Susan: I think there’s often a gap between what the science community understands about breast cancer through their data, and what we as patients know to be true through our personal narratives. We all know someone who was young, had a mammogram, and found a tumor. The language and messaging around early detection needs to change. In the trenches at cancer centers all over the country, early detection often means hope.
The public also needs a better understanding of the nuances of breast cancer– I call it the different flavors of cancer in my book, because there are so many. Sometimes I found a shocking willingness on the part of our community to believe that we have found a cure for breast cancer. You’ll hear it at a cocktail party or the side of a soccer field. Someone unknowingly will say to me, “It’s so great that there’s treatment that can cure breast cancer now.” I always find myself incredulous at this. There is effective treatment when the cancer is detected early. But the fact remains that cancer is a really complication conversation.
Q: What impact do you want to have in the world of cancer early detection?
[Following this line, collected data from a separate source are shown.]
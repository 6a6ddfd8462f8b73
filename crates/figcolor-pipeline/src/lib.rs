//! figcolor-pipeline: shape detection and coloring (sans-IO).
//!
//! Finds simple figures in a raster image and paints over them:
//! grayscale -> threshold -> contour tracing -> polygon approximation ->
//! classification by vertex count -> outline, fill and label.
//!
//! This crate has **no I/O dependencies** -- it operates on in-memory
//! images and returns new ones. Reading files and showing results lives
//! in the `figcolor` binary.

pub mod binarize;
pub mod classify;
pub mod contour;
pub mod decode;
pub mod diagnostics;
pub mod draw;
pub mod font;
pub mod palette;
pub mod pipeline;
pub mod simplify;
pub mod types;

pub use classify::ShapeLabel;
pub use contour::{ContourRetrieval, ContourTracer};
pub use crate::palette::gen_colors;
pub use pipeline::Pipeline;
pub use types::{
    BorderKind, ColoringMode, ColorizeConfig, ConfigWarning, Contour, Dimensions, Figure,
    GrayImage, PipelineError, Point, Polygon, Rgb, RgbImage, StagedResult,
};

/// Detect, classify and color every figure in `image`.
///
/// Returns a new image of the same dimensions; `image` itself is never
/// modified. An image without foreground comes back unchanged.
///
/// # Pipeline steps
///
/// 1. Validate `config`
/// 2. Grayscale conversion and thresholding
/// 3. Contour tracing (outer and hole borders, raster order)
/// 4. Polygon approximation with a perimeter-relative tolerance
/// 5. Classification, then outline, fill and label per contour
///
/// # Errors
///
/// Returns [`PipelineError::InvalidParameter`] if the threshold is
/// outside `0..=255` or the approximation accuracy is not positive.
pub fn color_image(image: &RgbImage, config: &ColorizeConfig) -> Result<RgbImage, PipelineError> {
    // 1. Validate before touching any pixel.
    config.validate()?;

    // 2. Grayscale + threshold.
    let gray = binarize::to_grayscale(image);
    let mask = binarize::threshold(&gray, config.threshold_u8()?);

    // 3. Contour tracing.
    let contours = config.retrieval.trace(&mask);

    // 4. Polygon approximation.
    let polygons =
        simplify::simplify_contours(&contours, f64::from(config.approximation_accuracy));

    // 5. Classify and draw.
    let (output, _figures) = draw::composite(image, &contours, &polygons, config.coloring);
    Ok(output)
}

/// Run the full pass and keep every intermediate.
///
/// Equivalent to driving a [`Pipeline`] through all of its stages.
///
/// # Errors
///
/// Returns [`PipelineError::InvalidParameter`] if `config` is invalid.
pub fn process_staged(
    image: &RgbImage,
    config: &ColorizeConfig,
) -> Result<StagedResult, PipelineError> {
    Ok(Pipeline::new(image.clone(), config.clone())
        .binarize()?
        .trace_contours()
        .simplify()
        .composite()
        .into_result())
}
//! Evenly spaced fill colors for unique-color mode.
//!
//! Hues are spread over the color wheel at fixed saturation and value,
//! so the palette only depends on how many colors are requested. The
//! HSV to sRGB conversion itself is done by the `palette` crate.

use ::palette::{FromColor, Hsv, Srgb, encoding};

use crate::types::Rgb;

/// HSV saturation of every generated color.
pub const SATURATION: f64 = 1.0;

/// HSV value (brightness) of every generated color.
pub const VALUE: f64 = 0.6;

/// Generate `n` distinct colors with hues `360 * i / n` degrees for
/// `i in 0..n`.
///
/// Channels are scaled to `0..=255` and truncated. `n == 0` yields an
/// empty palette.
#[must_use = "returns the generated palette"]
#[allow(clippy::cast_precision_loss)]
pub fn gen_colors(n: usize) -> Vec<Rgb<u8>> {
    if n == 0 {
        return Vec::new();
    }
    (0..n)
        .map(|i| {
            let hue = 360.0 * i as f64 / n as f64;
            let (r, g, b) = hsv_to_rgb(hue, SATURATION, VALUE);
            Rgb([to_channel(r), to_channel(g), to_channel(b)])
        })
        .collect()
}

/// Convert HSV (hue in degrees, saturation and value in `[0, 1]`) to
/// sRGB components in `[0, 1]`.
#[must_use]
pub fn hsv_to_rgb(hue: f64, s: f64, v: f64) -> (f64, f64, f64) {
    let hsv = Hsv::<encoding::Srgb, f64>::new(hue, s, v);
    Srgb::<f64>::from_color(hsv).into_components()
}

/// Scale a `[0, 1]` channel to `0..=255`, truncating.
#[allow(clippy::cast_possible_truncation, clippy::cast_sign_loss)]
fn to_channel(c: f64) -> u8 {
    (c * 255.0).clamp(0.0, 255.0) as u8
}
//! Built-in single-stroke font for figure labels.
//!
//! Glyphs are polylines on a grid where the cap height is
//! [`CAP_HEIGHT`] units, `y = 0` is the top of a capital and
//! `y = CAP_HEIGHT` is the baseline. At scale 1.0 a capital is 21 px
//! tall. Only the characters that can appear in a label are defined:
//! `A`-`Z` (lowercase maps to uppercase) and space. Anything else
//! advances like a space and draws nothing.

/// Height of a capital letter in font units.
pub const CAP_HEIGHT: f32 = 21.0;

/// Horizontal advance of a space and of unknown characters.
const SPACE_ADVANCE: u8 = 12;

/// One character: its strokes and how far the pen moves after it.
#[derive(Debug, Clone, Copy)]
pub struct Glyph {
    /// Pen advance in font units.
    pub advance: u8,
    /// Open polylines in font units.
    pub strokes: &'static [&'static [(u8, u8)]],
}

const fn g(advance: u8, strokes: &'static [&'static [(u8, u8)]]) -> Glyph {
    Glyph { advance, strokes }
}

const O_RING: &[(u8, u8)] = &[
    (7, 0),
    (3, 1),
    (0, 5),
    (0, 16),
    (3, 20),
    (7, 21),
    (11, 20),
    (14, 16),
    (14, 5),
    (11, 1),
    (7, 0),
];

const C_ARC: &[(u8, u8)] = &[
    (14, 4),
    (11, 1),
    (7, 0),
    (3, 1),
    (0, 5),
    (0, 16),
    (3, 20),
    (7, 21),
    (11, 20),
    (14, 17),
];

const P_BOWL: &[(u8, u8)] = &[
    (0, 21),
    (0, 0),
    (10, 0),
    (13, 2),
    (14, 5),
    (13, 8),
    (10, 10),
    (0, 10),
];

const LETTERS: [Glyph; 26] = [
    g(18, &[&[(0, 21), (7, 0), (14, 21)], &[(3, 13), (11, 13)]]),
    g(
        17,
        &[
            &[
                (0, 0),
                (0, 21),
                (9, 21),
                (12, 19),
                (13, 16),
                (12, 13),
                (9, 11),
                (0, 11),
            ],
            &[(0, 0), (9, 0), (12, 2), (12, 8), (9, 11)],
        ],
    ),
    g(18, &[C_ARC]),
    g(
        18,
        &[&[
            (0, 0),
            (0, 21),
            (7, 21),
            (11, 19),
            (14, 14),
            (14, 7),
            (11, 2),
            (7, 0),
            (0, 0),
        ]],
    ),
    g(17, &[&[(13, 0), (0, 0), (0, 21), (13, 21)], &[(0, 11), (9, 11)]]),
    g(16, &[&[(13, 0), (0, 0), (0, 21)], &[(0, 11), (9, 11)]]),
    g(
        18,
        &[&[
            (14, 4),
            (11, 1),
            (7, 0),
            (3, 1),
            (0, 5),
            (0, 16),
            (3, 20),
            (7, 21),
            (11, 20),
            (14, 17),
            (14, 12),
            (8, 12),
        ]],
    ),
    g(18, &[&[(0, 0), (0, 21)], &[(14, 0), (14, 21)], &[(0, 11), (14, 11)]]),
    g(12, &[&[(0, 0), (8, 0)], &[(4, 0), (4, 21)], &[(0, 21), (8, 21)]]),
    g(14, &[&[(10, 0), (10, 16), (8, 20), (5, 21), (2, 20), (0, 16)]]),
    g(17, &[&[(0, 0), (0, 21)], &[(13, 0), (0, 14)], &[(5, 9), (13, 21)]]),
    g(15, &[&[(0, 0), (0, 21), (12, 21)]]),
    g(20, &[&[(0, 21), (0, 0), (8, 21), (16, 0), (16, 21)]]),
    g(18, &[&[(0, 21), (0, 0), (14, 21), (14, 0)]]),
    g(18, &[O_RING]),
    g(17, &[P_BOWL]),
    g(18, &[O_RING, &[(9, 16), (15, 22)]]),
    g(17, &[P_BOWL, &[(7, 10), (14, 21)]]),
    g(
        18,
        &[&[
            (14, 3),
            (10, 0),
            (4, 0),
            (0, 3),
            (0, 7),
            (3, 10),
            (11, 11),
            (14, 14),
            (14, 18),
            (10, 21),
            (4, 21),
            (0, 18),
        ]],
    ),
    g(16, &[&[(0, 0), (14, 0)], &[(7, 0), (7, 21)]]),
    g(18, &[&[(0, 0), (0, 16), (3, 20), (7, 21), (11, 20), (14, 16), (14, 0)]]),
    g(17, &[&[(0, 0), (7, 21), (14, 0)]]),
    g(22, &[&[(0, 0), (4, 21), (9, 6), (14, 21), (18, 0)]]),
    g(17, &[&[(0, 0), (14, 21)], &[(14, 0), (0, 21)]]),
    g(17, &[&[(0, 0), (7, 10), (14, 0)], &[(7, 10), (7, 21)]]),
    g(17, &[&[(0, 0), (14, 0), (0, 21), (14, 21)]]),
];

/// Look up the glyph for `c`, if the font has one.
#[must_use]
pub fn glyph(c: char) -> Option<&'static Glyph> {
    let upper = c.to_ascii_uppercase();
    if !upper.is_ascii_uppercase() {
        return None;
    }
    let index = u8::try_from(upper).ok()? - b'A';
    LETTERS.get(usize::from(index))
}

fn advance(c: char) -> u8 {
    glyph(c).map_or(SPACE_ADVANCE, |g| g.advance)
}

/// Lay out `text` as pixel-space polylines.
///
/// `origin` is the left end of the baseline; capitals extend
/// `CAP_HEIGHT * scale` pixels above it.
#[must_use = "returns the laid-out strokes"]
pub fn layout(text: &str, origin: (f32, f32), scale: f32) -> Vec<Vec<(f32, f32)>> {
    let (ox, oy) = origin;
    let mut pen = 0.0_f32;
    let mut strokes = Vec::new();

    for c in text.chars() {
        if let Some(glyph) = glyph(c) {
            for stroke in glyph.strokes {
                strokes.push(
                    stroke
                        .iter()
                        .map(|&(x, y)| {
                            (
                                (pen + f32::from(x)).mul_add(scale, ox),
                                (f32::from(y) - CAP_HEIGHT).mul_add(scale, oy),
                            )
                        })
                        .collect(),
                );
            }
        }
        pen += f32::from(advance(c));
    }
    strokes
}
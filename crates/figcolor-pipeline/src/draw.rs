//! Compositing: outline, fill and label every contour on a copy of the
//! source image.
//!
//! Outlines and label strokes are rasterized with `tiny-skia` (no
//! anti-aliasing, so the output only ever contains the input colors plus
//! the fill and stroke colors). Interiors are filled with
//! `imageproc::drawing::draw_polygon_mut`, boundary inclusive.
//!
//! Contours are drawn in order, so where two figures overlap the later
//! one wins.

use imageproc::drawing::{draw_filled_circle_mut, draw_line_segment_mut, draw_polygon_mut};
use tiny_skia::{LineCap, LineJoin, Paint, PathBuilder, Pixmap, Stroke, Transform};

use crate::classify::ShapeLabel;
use crate::palette::gen_colors;
use crate::types::{ColoringMode, Contour, Figure, Point, Polygon, Rgb, RgbImage};

/// Width of the contour outline in pixels.
pub const OUTLINE_WIDTH: f32 = 4.0;

/// Outline stroke color.
pub const OUTLINE_COLOR: Rgb<u8> = Rgb([255, 255, 255]);

/// Label text color.
pub const LABEL_COLOR: Rgb<u8> = Rgb([255, 255, 255]);

/// Label size derived from the image height.
#[derive(Debug, Clone, Copy, PartialEq)]
pub struct LabelStyle {
    /// Font scale; 1.0 draws 21 px capitals.
    pub scale: f32,
    /// Stroke thickness in pixels, at least 1.
    pub thickness: u32,
}

impl LabelStyle {
    /// Image height per unit of font scale.
    pub const SCALE_DIVISOR: u32 = 700;

    /// Image height per pixel of stroke thickness.
    pub const THICKNESS_DIVISOR: u32 = 300;

    /// `scale = height / 700`, `thickness = max(height / 300, 1)`.
    #[must_use]
    #[allow(clippy::cast_precision_loss)]
    pub fn for_height(height: u32) -> Self {
        Self {
            scale: height as f32 / Self::SCALE_DIVISOR as f32,
            thickness: (height / Self::THICKNESS_DIVISOR).max(1),
        }
    }
}

/// Fill color for figure `index` of a pass.
///
/// `palette` is only consulted in [`ColoringMode::Unique`].
fn fill_color(mode: ColoringMode, palette: &[Rgb<u8>], index: usize, label: ShapeLabel) -> Rgb<u8> {
    match mode {
        ColoringMode::Unique => palette.get(index).copied().unwrap_or_else(|| label.color()),
        ColoringMode::ByShape => label.color(),
    }
}

/// Classify, color and draw every contour onto a copy of `image`.
///
/// `contours` and `polygons` must be index-aligned. Returns the
/// composited image and one [`Figure`] per contour, in the same order.
#[must_use = "returns the composited image and per-contour figures"]
pub fn composite(
    image: &RgbImage,
    contours: &[Contour],
    polygons: &[Polygon],
    mode: ColoringMode,
) -> (RgbImage, Vec<Figure>) {
    let mut output = image.clone();
    let style = LabelStyle::for_height(image.height());
    let palette = match mode {
        ColoringMode::Unique => gen_colors(contours.len()),
        ColoringMode::ByShape => Vec::new(),
    };

    let figures = contours
        .iter()
        .zip(polygons)
        .enumerate()
        .map(|(i, (contour, polygon))| {
            let label = ShapeLabel::from_vertex_count(polygon.vertex_count());
            let anchor = polygon
                .label_anchor()
                .or_else(|| contour.points.first().copied())
                .unwrap_or_default();
            let figure = Figure {
                vertex_count: polygon.vertex_count(),
                label,
                anchor,
                color: fill_color(mode, &palette, i, label),
            };
            draw_figure(&mut output, contour, &figure, style);
            figure
        })
        .collect();

    (output, figures)
}

/// Outline, fill, then label one figure.
pub fn draw_figure(image: &mut RgbImage, contour: &Contour, figure: &Figure, style: LabelStyle) {
    let ring = [to_float(&contour.points)];
    stroke_polylines(image, &ring, true, OUTLINE_WIDTH, OUTLINE_COLOR);
    fill_contour(image, &contour.points, figure.color);
    draw_label(image, figure.label.text(), figure.anchor, style);
}

/// Draw `text` with its baseline starting at `anchor`.
#[allow(clippy::cast_precision_loss)]
pub fn draw_label(image: &mut RgbImage, text: &str, anchor: Point, style: LabelStyle) {
    let strokes = crate::font::layout(text, (anchor.x as f32, anchor.y as f32), style.scale);
    stroke_polylines(image, &strokes, false, style.thickness as f32, LABEL_COLOR);
}

/// Fill the closed region bounded by `points`, boundary included.
///
/// One point sets a single pixel, two points draw a line segment.
pub fn fill_contour(image: &mut RgbImage, points: &[Point], color: Rgb<u8>) {
    // The polygon filler rejects a repeated closing vertex.
    let mut end = points.len();
    while end > 1 && points[end - 1] == points[0] {
        end -= 1;
    }
    let points = &points[..end];

    match points {
        [] => {}
        [p] => {
            if let (Ok(x), Ok(y)) = (u32::try_from(p.x), u32::try_from(p.y))
                && x < image.width()
                && y < image.height()
            {
                image.put_pixel(x, y, color);
            }
        }
        #[allow(clippy::cast_precision_loss)]
        [a, b] => draw_line_segment_mut(
            image,
            (a.x as f32, a.y as f32),
            (b.x as f32, b.y as f32),
            color,
        ),
        _ => {
            let polygon: Vec<imageproc::point::Point<i32>> = points
                .iter()
                .map(|p| imageproc::point::Point::new(p.x, p.y))
                .collect();
            draw_polygon_mut(image, &polygon, color);
        }
    }
}

/// Stroke polylines of the given width onto `image` in a solid color.
///
/// Coordinates are pixel centers: the point `(x, y)` is the middle of
/// pixel `(x, y)`. A polyline whose points all coincide becomes a round
/// dot of the stroke width.
#[allow(
    clippy::cast_possible_truncation,
    clippy::cast_sign_loss,
    clippy::cast_precision_loss
)]
pub fn stroke_polylines(
    image: &mut RgbImage,
    polylines: &[Vec<(f32, f32)>],
    closed: bool,
    width: f32,
    color: Rgb<u8>,
) {
    let mut pb = PathBuilder::new();
    let mut bounds: Option<(f32, f32, f32, f32)> = None;

    for polyline in polylines {
        let Some(&first) = polyline.first() else {
            continue;
        };
        if polyline.iter().all(|&p| p == first) {
            let radius = ((width / 2.0).round() as i32).max(0);
            draw_filled_circle_mut(image, (first.0 as i32, first.1 as i32), radius, color);
            continue;
        }

        pb.move_to(first.0 + 0.5, first.1 + 0.5);
        for &(x, y) in &polyline[1..] {
            pb.line_to(x + 0.5, y + 0.5);
        }
        if closed {
            pb.close();
        }

        for &(x, y) in polyline {
            bounds = Some(match bounds {
                None => (x, y, x, y),
                Some((x0, y0, x1, y1)) => (x0.min(x), y0.min(y), x1.max(x), y1.max(y)),
            });
        }
    }

    let (Some(path), Some((min_x, min_y, max_x, max_y))) = (pb.finish(), bounds) else {
        return;
    };

    // Rasterize only the padded bounding box, clipped to the image.
    let pad = width.ceil() + 1.0;
    let x0 = (min_x - pad).floor().max(0.0) as u32;
    let y0 = (min_y - pad).floor().max(0.0) as u32;
    let x1 = ((max_x + pad).ceil().max(0.0) as u32).min(image.width());
    let y1 = ((max_y + pad).ceil().max(0.0) as u32).min(image.height());
    if x1 <= x0 || y1 <= y0 {
        return;
    }

    let Some(mut pixmap) = Pixmap::new(x1 - x0, y1 - y0) else {
        return;
    };

    let stroke = Stroke {
        width,
        line_cap: LineCap::Round,
        line_join: LineJoin::Round,
        ..Stroke::default()
    };

    let mut paint = Paint::default();
    paint.set_color_rgba8(color.0[0], color.0[1], color.0[2], 255);
    paint.anti_alias = false;

    pixmap.stroke_path(
        &path,
        &paint,
        &stroke,
        Transform::from_translate(-(x0 as f32), -(y0 as f32)),
        None,
    );

    let span = pixmap.width();
    for (i, pixel) in pixmap.data().chunks_exact(4).enumerate() {
        if pixel[3] < 128 {
            continue;
        }
        let Ok(i) = u32::try_from(i) else {
            break;
        };
        image.put_pixel(x0 + i % span, y0 + i / span, color);
    }
}

#[allow(clippy::cast_precision_loss)]
fn to_float(points: &[Point]) -> Vec<(f32, f32)> {
    points.iter().map(|p| (p.x as f32, p.y as f32)).collect()
}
Susan: It’s important to have people who humanize the story and the disease. In writing my book, I hope I may have helped bridge the connection between the disease and the personal stories we all carry with us. I find that people are often really isolated with their disease and their diagnosis. I’ll go to a cancer center or a book event, and I’ll be so moved by the people who have come out for the reading, because they want to hear a story of hope, and they want to be connected. People in the universe of this disease are seeking connectivity, and they’re looking for how to make sense of it. If anything, I realized I could tell my story and help people feel less alone. Also, my story has a happy ending, and I can offer that up. It’s not a fairy tale ending, but a real one, and that gives others hope.